RUMSFELD: It makes it more difficult. That's one of the natures of a democracy. People can say what they want. They can be right. They can be wrong. They can be harmful. They can be helpful.
But we've survived that kind of partisan political debate. We saw it during the Revolutionary War. We saw it during the Civil War. We saw it during World War I and II. We certainly saw it during the Vietnam War, Korean War. My goodness, yes.
No, if you're secretary of defense during a war, no war is popular, except in retrospect. They aren't popular at the time. They're ugly things. They're terrible things. And people die, and people are wounded, and people are heartbroken. And there's inevitably going to be criticism, and that goes with the territory, and I accept that.
HANNITY: You know what you said earlier today? You actually were addressing the troops, and you said, "Some of you guys weren't even born 30 years ago when I left my first stint as secretary of defense."
RUMSFELD: That's right. A lot of them weren't.
HANNITY: And you said, "What will history show in 30 years" is your measure.
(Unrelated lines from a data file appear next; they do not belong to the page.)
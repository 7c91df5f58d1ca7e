/// Filter string for open/save dialogs.
///
/// FLTK format: "Description\tPattern\nDescription2\tPattern2".
/// Filters are advisory; "All Files" is always offered.
pub fn text_files_filter() -> String {
    [
        "Text Files\t*.txt",
        "Python Files\t*.py",
        "Rust Files\t*.rs",
        "Markdown Files\t*.{md,markdown}",
        "All Files\t*",
    ]
    .join("\n")
}

/// Extension added by Save As when the chosen name has none
pub const DEFAULT_EXTENSION: &str = "txt";

/// Append the default extension when the user typed a bare name.
pub fn with_default_extension(path: std::path::PathBuf) -> std::path::PathBuf {
    if path.extension().is_some() || path.file_name().is_none() {
        path
    } else {
        path.with_extension(DEFAULT_EXTENSION)
    }
}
HANNITY: So what will history show in 30 years from now?
RUMSFELD: I'll leave it to the historians, but I think that history has to look at this period as a period that is new, where there is no roadmap, where there is no guidebook that said, "Here's how you do this," and that an awful lot of right decisions were made.
The recognition that a terrorist can attack at any place in any location using any technique in any time of the day or night, there's no way to defend in every location at every minute of the day or night against every conceivable technique. It can't be done.
You have no choice but to go after the terrorists, the extremists, where they are. You cannot wait to be hit. And that concept was central to the president's position, and it's the right one.